## [WHAT YOU HAVE TO DO]
Give back the records in their entirety, exactly.
┌──
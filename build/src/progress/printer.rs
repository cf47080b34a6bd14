/* -------------------------------------------------------------------------- *\
 *        Apache 2.0 License Copyright © 2023-2025 The Kubuild Authors        *
 *                                                                            *
 *         +-------------------------------------------------------+          *
 *         | ██╗  ██╗██╗   ██╗██████╗ ██╗   ██╗██╗██╗     ██████╗  |          *
 *         | ██║ ██╔╝██║   ██║██╔══██╗██║   ██║██║██║     ██╔══██╗ |          *
 *         | █████╔╝ ██║   ██║██████╔╝██║   ██║██║██║     ██║  ██║ |          *
 *         | ██╔═██╗ ██║   ██║██╔══██╗██║   ██║██║██║     ██║  ██║ |          *
 *         | ██║  ██╗╚██████╔╝██████╔╝╚██████╔╝██║███████╗██████╔╝ |          *
 *         | ╚═╝  ╚═╝ ╚═════╝ ╚═════╝  ╚═════╝ ╚═╝╚══════╝╚═════╝  |          *
 *         +-------------------------------------------------------+          *
 *                                                                            *
 *                   In-Cluster Image Builds for Kubernetes                   *
 *                                                                            *
 * -------------------------------------------------------------------------- *
 *                                                                            *
 *   Licensed under the Apache License, Version 2.0 (the "License");          *
 *   you may not use this file except in compliance with the License.         *
 *   You may obtain a copy of the License at                                  *
 *                                                                            *
 *       http://www.apache.org/licenses/LICENSE-2.0                           *
 *                                                                            *
 *   Unless required by applicable law or agreed to in writing, software      *
 *   distributed under the License is distributed on an "AS IS" BASIS,        *
 *   WITHOUT WARRANTIES OR CONDITIONS OF ANY KIND, either express or implied. *
 *   See the License for the specific language governing permissions and      *
 *   limitations under the License.                                           *
 *                                                                            *
\* -------------------------------------------------------------------------- */

//! Plain-text progress rendering.

use super::ProgressEvent;
use std::io::Write;
use tokio::sync::mpsc;
use tokio::task::JoinHandle;

/// Consumes the fan-in channel and renders events line by line.
#[derive(Debug)]
pub struct Printer {
    task: JoinHandle<()>,
}

impl Printer {
    /// Render to standard error until the channel closes.
    pub fn stderr(rx: mpsc::Receiver<ProgressEvent>) -> Self {
        Self::start(rx, std::io::stderr())
    }

    pub fn start(
        mut rx: mpsc::Receiver<ProgressEvent>,
        mut out: impl Write + Send + 'static,
    ) -> Self {
        let task = tokio::spawn(async move {
            while let Some(event) = rx.recv().await {
                for line in render(&event) {
                    let _ = writeln!(out, "{line}");
                }
            }
        });
        Self { task }
    }

    /// Wait for the channel to drain; call after every writer has been
    /// dropped.
    pub async fn wait(self) {
        let _ = self.task.await;
    }
}

fn render(event: &ProgressEvent) -> Vec<String> {
    let mut lines = Vec::new();
    match event {
        ProgressEvent::Message { prefix, line } => {
            lines.push(prefixed(prefix, line));
        }
        ProgressEvent::Status { prefix, status } => {
            for vertex in &status.vertexes {
                if vertex.completed.is_some() {
                    let state = if vertex.cached {
                        "CACHED"
                    } else if vertex.error.is_empty() {
                        "DONE"
                    } else {
                        "ERROR"
                    };
                    lines.push(prefixed(
                        prefix,
                        &format!("=> {state} {}", vertex.name),
                    ));
                    if !vertex.error.is_empty() {
                        lines.push(prefixed(prefix, &vertex.error));
                    }
                } else if vertex.started.is_some() {
                    lines.push(prefixed(
                        prefix,
                        &format!("=> {}", vertex.name),
                    ));
                }
            }
            for log in &status.logs {
                let text = String::from_utf8_lossy(&log.msg);
                for log_line in text.lines() {
                    lines.push(prefixed(prefix, log_line));
                }
            }
        }
    }
    lines
}

fn prefixed(prefix: &str, line: &str) -> String {
    if prefix.is_empty() {
        line.to_string()
    } else {
        format!("[{prefix}] {line}")
    }
}

#[cfg(test)]
mod tests {
    use super::*;
    use kubuild_proto::control::{StatusResponse, Vertex};

    #[test]
    fn test_render_completed_vertex() {
        let event = ProgressEvent::Status {
            prefix: "web".to_string(),
            status: StatusResponse {
                vertexes: vec![Vertex {
                    name: "[1/2] FROM alpine".to_string(),
                    completed: Some(Default::default()),
                    ..Default::default()
                }],
                ..Default::default()
            },
        };
        let lines = render(&event);
        assert_eq!(lines, vec!["[web] => DONE [1/2] FROM alpine"]);
    }

    #[test]
    fn test_render_cached_vertex() {
        let event = ProgressEvent::Status {
            prefix: String::new(),
            status: StatusResponse {
                vertexes: vec![Vertex {
                    name: "step".to_string(),
                    cached: true,
                    completed: Some(Default::default()),
                    ..Default::default()
                }],
                ..Default::default()
            },
        };
        assert_eq!(render(&event), vec!["=> CACHED step"]);
    }

    #[test]
    fn test_render_message_without_prefix() {
        let event = ProgressEvent::Message {
            prefix: String::new(),
            line: "warming up".to_string(),
        };
        assert_eq!(render(&event), vec!["warming up"]);
    }
}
└──
## [WRITTEN ANSWER]
filename build/src/progress/printer.rs
repository cf47080b34a6bd14
/* -------------------------------------------------------------------------- *\
 *        Apache 2.0 License Copyright © 2023-2025 The Kubuild Authors        *
 *                                                                            *
 *         +-------------------------------------------------------+          *
 *         | ██╗  ██╗██╗   ██╗██████╗ ██╗   ██╗██╗██╗     ██████╗  |          *
 *         | ██║ ██╔╝██║   ██║██╔══██╗██║   ██║██║██║     ██╔══██╗ |          *
 *         | █████╔╝ ██║   ██║██████╔╝██║   ██║██║██║     ██║  ██║ |          *
 *         | ██╔═██╗ ██║   ██║██╔══██╗██║   ██║██║██║     ██║  ██║ |          *
 *         | ██║  ██╗╚██████╔╝██████╔╝╚██████╔╝██║███████╗██████╔╝ |          *
 *         | ╚═╝  ╚═╝ ╚═════╝ ╚═════╝  ╚═════╝ ╚═╝╚══════╝╚═════╝  |          *
 *         +-------------------------------------------------------+          *
 *                                                                            *
 *                   In-Cluster Image Builds for Kubernetes                   *
 *                                                                            *
 * -------------------------------------------------------------------------- *
 *                                                                            *
 *   Licensed under the Apache License, Version 2.0 (the "License");          *
 *   you may not use this file except in compliance with the License.         *
 *   You may obtain a copy of the License at                                  *
 *                                                                            *
 *       http://www.apache.org/licenses/LICENSE-2.0                           *
 *                                                                            *
 *   Unless required by applicable law or agreed to in writing, software      *
 *   distributed under the License is distributed on an "AS IS" BASIS,        *
 *   WITHOUT WARRANTIES OR CONDITIONS OF ANY KIND, either express or implied. *
 *   See the License for the specific language governing permissions and      *
 *   limitations under the License.                                           *
 *                                                                            *
\* -------------------------------------------------------------------------- */

//! Plain-text progress rendering.

use super::ProgressEvent;
use std::io::Write;
use tokio::sync::mpsc;
use tokio::task::JoinHandle;

/// Consumes the fan-in channel and renders events line by line.
#[derive(Debug)]
pub struct Printer {
    task: JoinHandle<()>,
}

impl Printer {
    /// Render to standard error until the channel closes.
    pub fn stderr(rx: mpsc::Receiver<ProgressEvent>) -> Self {
        Self::start(rx, std::io::stderr())
    }

    pub fn start(
        mut rx: mpsc::Receiver<ProgressEvent>,
        mut out: impl Write + Send + 'static,
    ) -> Self {
        let task = tokio::spawn(async move {
            while let Some(event) = rx.recv().await {
                for line in render(&event) {
                    let _ = writeln!(out, "{line}");
                }
            }
        });
        Self { task }
    }

    /// Wait for the channel to drain; call after every writer has been
    /// dropped.
    pub async fn wait(self) {
        let _ = self.task.await;
    }
}

fn render(event: &ProgressEvent) -> Vec<String> {
    let mut lines = Vec::new();
    match event {
        ProgressEvent::Message { prefix, line } => {
            lines.push(prefixed(prefix, line));
        }
        ProgressEvent::Status { prefix, status } => {
            for vertex in &status.vertexes {
                if vertex.completed.is_some() {
                    let state = if vertex.cached {
                        "CACHED"
                    } else if vertex.error.is_empty() {
                        "DONE"
                    } else {
                        "ERROR"
                    };
                    lines.push(prefixed(
                        prefix,
                        &format!("=> {state} {}", vertex.name),
                    ));
                    if !vertex.error.is_empty() {
                        lines.push(prefixed(prefix, &vertex.error));
                    }
                } else if vertex.started.is_some() {
                    lines.push(prefixed(
                        prefix,
                        &format!("=> {}", vertex.name),
                    ));
                }
            }
            for log in &status.logs {
                let text = String::from_utf8_lossy(&log.msg);
                for log_line in text.lines() {
                    lines.push(prefixed(prefix, log_line));
                }
            }
        }
    }
    lines
}

fn prefixed(prefix: &str, line: &str) -> String {
    if prefix.is_empty() {
        line.to_string()
    } else {
        format!("[{prefix}] {line}")
    }
}

#[cfg(test)]
mod tests {
    use super::*;
    use kubuild_proto::control::{StatusResponse, Vertex};

    #[test]
    fn test_render_completed_vertex() {
        let event = ProgressEvent::Status {
            prefix: "web".to_string(),
            status: StatusResponse {
                vertexes: vec![Vertex {
                    name: "[1/2] FROM alpine".to_string(),
                    completed: Some(Default::default()),
                    ..Default::default()
                }],
                ..Default::default()
            },
        };
        let lines = render(&event);
        assert_eq!(lines, vec!["[web] => DONE [1/2] FROM alpine"]);
    }

    #[test]
    fn test_render_cached_vertex() {
        let event = ProgressEvent::Status {
            prefix: String::new(),
            status: StatusResponse {
                vertexes: vec![Vertex {
                    name: "step".to_string(),
                    cached: true,
                    completed: Some(Default::default()),
                    ..Default::default()
                }],
                ..Default::default()
            },
        };
        assert_eq!(render(&event), vec!["=> CACHED step"]);
    }

    #[test]
    fn test_render_message_without_prefix() {
        let event = ProgressEvent::Message {
            prefix: String::new(),
            line: "warming up".to_string(),
        };
        assert_eq!(render(&event), vec!["warming up"]);
    }
}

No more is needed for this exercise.